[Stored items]
/// Token lifecycle
///
/// Two credentials exist per developer:
///
/// - the **API token**, a random UUID stored on the developer row. It is
///   generated at creation and replaced wholesale by [`TokenLifecycle::regenerate`];
///   the previous value stops validating the moment the regeneration commits.
/// - the optional **session token** ([`Token`]), an independent opaque value
///   that can be issued, rotated and revoked.
///
/// # Concurrency
///
/// `regenerate` locks the developer row before writing. Concurrent
/// regenerations of the same developer therefore run one after the other,
/// and each caller receives the token its own write persisted; the last
/// commit is the token that validates afterwards.
///
/// # Failure disclosure
///
/// A wrong token is always reported as NotFound, never as a distinct
/// "invalid token" error. [`CoreError::TokenExpired`] is only returned once
/// the presented token has matched, so expiry reveals nothing to a caller
/// who does not hold the token.
///
/// # Example
///
/// ```
/// use keyward_shared::db::memory::MemoryStore;
/// use keyward_shared::models::developer::NewDeveloper;
/// use keyward_shared::models::organization::NewOrganization;
/// use keyward_shared::services::{CoreConfig, Services};
///
/// # #[tokio::main]
/// # async fn main() -> Result<(), Box<dyn std::error::Error>> {
/// let services = Services::new(MemoryStore::new(), CoreConfig::default());
/// let org = services.organizations.create(NewOrganization { name: "Acme".into() }).await?;
/// let developer = services
///     .developers
///     .create(NewDeveloper { organization_id: org.id, name: "svc1".into(), role: None })
///     .await?;
///
/// let old = developer.api_token;
/// let rotated = services.tokens.regenerate(developer.id).await?;
/// assert_ne!(rotated.api_token, old);
/// assert!(services.tokens.validate(developer.id, &old.to_string()).await.is_err());
/// assert!(services.tokens.validate(developer.id, &rotated.api_token.to_string()).await.is_ok());
/// # Ok(())
/// # }
/// ```

use chrono::{DateTime, Duration, Utc};
use tracing::{debug, info};
use uuid::Uuid;

use super::credentials::{generate_api_token, generate_session_token, parse_api_token};
use crate::db::filter::Filter;
use crate::db::store::{Store, Transaction};
use crate::error::{CoreError, CoreResult};
use crate::models::developer::Developer;
use crate::models::token::Token;
use crate::models::EntityKind;
use crate::soft_delete::tombstone;

/// Id reported when a presented credential matches nothing
const UNKNOWN_CREDENTIAL: &str = "matching the presented token";

/// How long issued API tokens stay valid
#[derive(Debug, Clone, Copy, PartialEq, Eq, Default)]
pub struct TokenPolicy {
    /// None = tokens never expire
    pub ttl: Option<Duration>,
}

impl TokenPolicy {
    pub fn never_expires() -> Self {
        Self { ttl: None }
    }

    pub fn with_ttl(ttl: Duration) -> Self {
        Self { ttl: Some(ttl) }
    }

    /// Expiry of a token issued at `issued_at`
    ///
    /// An expiry past the last representable instant is treated as none.
    pub fn expiry_from(&self, issued_at: DateTime<Utc>) -> Option<DateTime<Utc>> {
        self.ttl.and_then(|ttl| issued_at.checked_add_signed(ttl))
    }
}

/// Issues, rotates and checks developer credentials
#[derive(Debug, Clone)]
pub struct TokenLifecycle<S: Store> {
    store: S,
    policy: TokenPolicy,
}

impl<S: Store> TokenLifecycle<S> {
    pub fn new(store: S, policy: TokenPolicy) -> Self {
        Self { store, policy }
    }

    /// Replaces the developer's API token with a fresh random one
    ///
    /// No grace period: the old token is invalid as soon as this commits.
    pub async fn regenerate(&self, developer_id: Uuid) -> CoreResult<Developer> {
        let mut tx = self.store.begin().await?;
        let mut developer = tx
            .fetch_for_update::<Developer>(developer_id)
            .await?
            .ok_or_else(|| CoreError::not_found(EntityKind::Developer, developer_id))?;

        let now = Utc::now();
        developer.api_token = generate_api_token();
        developer.api_token_expires_at = self.policy.expiry_from(now);
        developer.updated_at = now;

        let developer = tx
            .update(&developer)
            .await?
            .ok_or_else(|| CoreError::not_found(EntityKind::Developer, developer_id))?;
        tx.commit().await?;

        info!(entity = %EntityKind::Developer, id = %developer_id, "API token regenerated");
        Ok(developer)
    }

    /// Succeeds only for a live developer with this id holding this token
    pub async fn validate(&self, developer_id: Uuid, presented: &str) -> CoreResult<Developer> {
        let mismatch = || CoreError::not_found(EntityKind::Developer, developer_id);
        let token = parse_api_token(presented).ok_or_else(mismatch)?;

        let mut tx = self.store.begin().await?;
        let developer = tx
            .fetch::<Developer>(developer_id)
            .await?
            .filter(|d| d.api_token == token)
            .ok_or_else(mismatch)?;

        self.check_expiry(&developer)?;
        debug!(entity = %EntityKind::Developer, id = %developer_id, "API token validated");
        Ok(developer)
    }

    /// Resolves a bearer API token to its live, active developer
    pub async fn authenticate(&self, presented: &str) -> CoreResult<Developer> {
        let unknown = || CoreError::not_found(EntityKind::Developer, UNKNOWN_CREDENTIAL);
        let token = parse_api_token(presented).ok_or_else(unknown)?;

        let mut tx = self.store.begin().await?;
        let developer = tx
            .select_one::<Developer>(&Filter::live().eq("api_token", token))
            .await?
            .filter(|d| d.is_active)
            .ok_or_else(unknown)?;

        self.check_expiry(&developer)?;
        Ok(developer)
    }

    /// Creates the developer's session token
    ///
    /// Fails with Validation while a live session token exists.
    pub async fn issue_session(&self, developer_id: Uuid) -> CoreResult<Token> {
        let mut tx = self.store.begin().await?;
        tx.fetch_for_update::<Developer>(developer_id)
            .await?
            .ok_or_else(|| CoreError::not_found(EntityKind::Developer, developer_id))?;

        if live_session(&mut tx, developer_id).await?.is_some() {
            return Err(CoreError::Validation(format!(
                "Developer {developer_id} already has a session token"
            )));
        }

        let token = tx
            .insert(&Token::new(developer_id, generate_session_token()))
            .await?;
        tx.commit().await?;

        info!(entity = %EntityKind::Token, id = %token.id, developer_id = %developer_id, "Created");
        Ok(token)
    }

    /// Replaces the value of the developer's live session token
    pub async fn rotate_session(&self, developer_id: Uuid) -> CoreResult<Token> {
        let mut tx = self.store.begin().await?;
        tx.fetch_for_update::<Developer>(developer_id)
            .await?
            .ok_or_else(|| CoreError::not_found(EntityKind::Developer, developer_id))?;

        let mut token = live_session(&mut tx, developer_id)
            .await?
            .ok_or_else(|| CoreError::not_found(EntityKind::Token, developer_id))?;
        token.token = generate_session_token();
        token.updated_at = Utc::now();

        let token = tx
            .update(&token)
            .await?
            .ok_or_else(|| CoreError::not_found(EntityKind::Token, developer_id))?;
        tx.commit().await?;

        info!(entity = %EntityKind::Token, id = %token.id, developer_id = %developer_id, "Session token rotated");
        Ok(token)
    }

    /// Tombstones the developer's live session token
    pub async fn revoke_session(&self, developer_id: Uuid) -> CoreResult<Token> {
        let mut tx = self.store.begin().await?;
        let token = live_session(&mut tx, developer_id)
            .await?
            .ok_or_else(|| CoreError::not_found(EntityKind::Token, developer_id))?;

        let revoked = tombstone::<Token, _>(&mut tx, token.id).await?;
        tx.commit().await?;

        info!(entity = %EntityKind::Token, id = %revoked.id, developer_id = %developer_id, "Deleted");
        Ok(revoked)
    }

    /// Resolves a session token value to its live, active developer
    pub async fn validate_session(&self, presented: &str) -> CoreResult<Developer> {
        let unknown = || CoreError::not_found(EntityKind::Token, UNKNOWN_CREDENTIAL);

        let mut tx = self.store.begin().await?;
        let token = tx
            .select_one::<Token>(&Filter::live().eq("token", presented.trim()))
            .await?
            .ok_or_else(unknown)?;

        tx.fetch::<Developer>(token.developer_id)
            .await?
            .filter(|d| d.is_active)
            .ok_or_else(unknown)
    }

    fn check_expiry(&self, developer: &Developer) -> CoreResult<()> {
        if developer.token_expired(Utc::now()) {
            return Err(CoreError::TokenExpired {
                developer_id: developer.id,
            });
        }
        Ok(())
    }
}

async fn live_session<T: Transaction>(tx: &mut T, developer_id: Uuid) -> CoreResult<Option<Token>> {
    Ok(tx
        .select_one::<Token>(&Filter::live().eq("developer_id", developer_id))
        .await?)
}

> _Exercise goal_:
Go through the data above from its first line and copy each line exactly, stopping once the line with "the regeneration commits." has been copied.

> _Answer space_:
/// Token lifecycle
///
/// Two credentials exist per developer:
///
/// - the **API token**, a random UUID stored on the developer row. It is
///   generated at creation and replaced wholesale by [`TokenLifecycle::regenerate`];
///   the previous value stops validating the moment the regeneration commits.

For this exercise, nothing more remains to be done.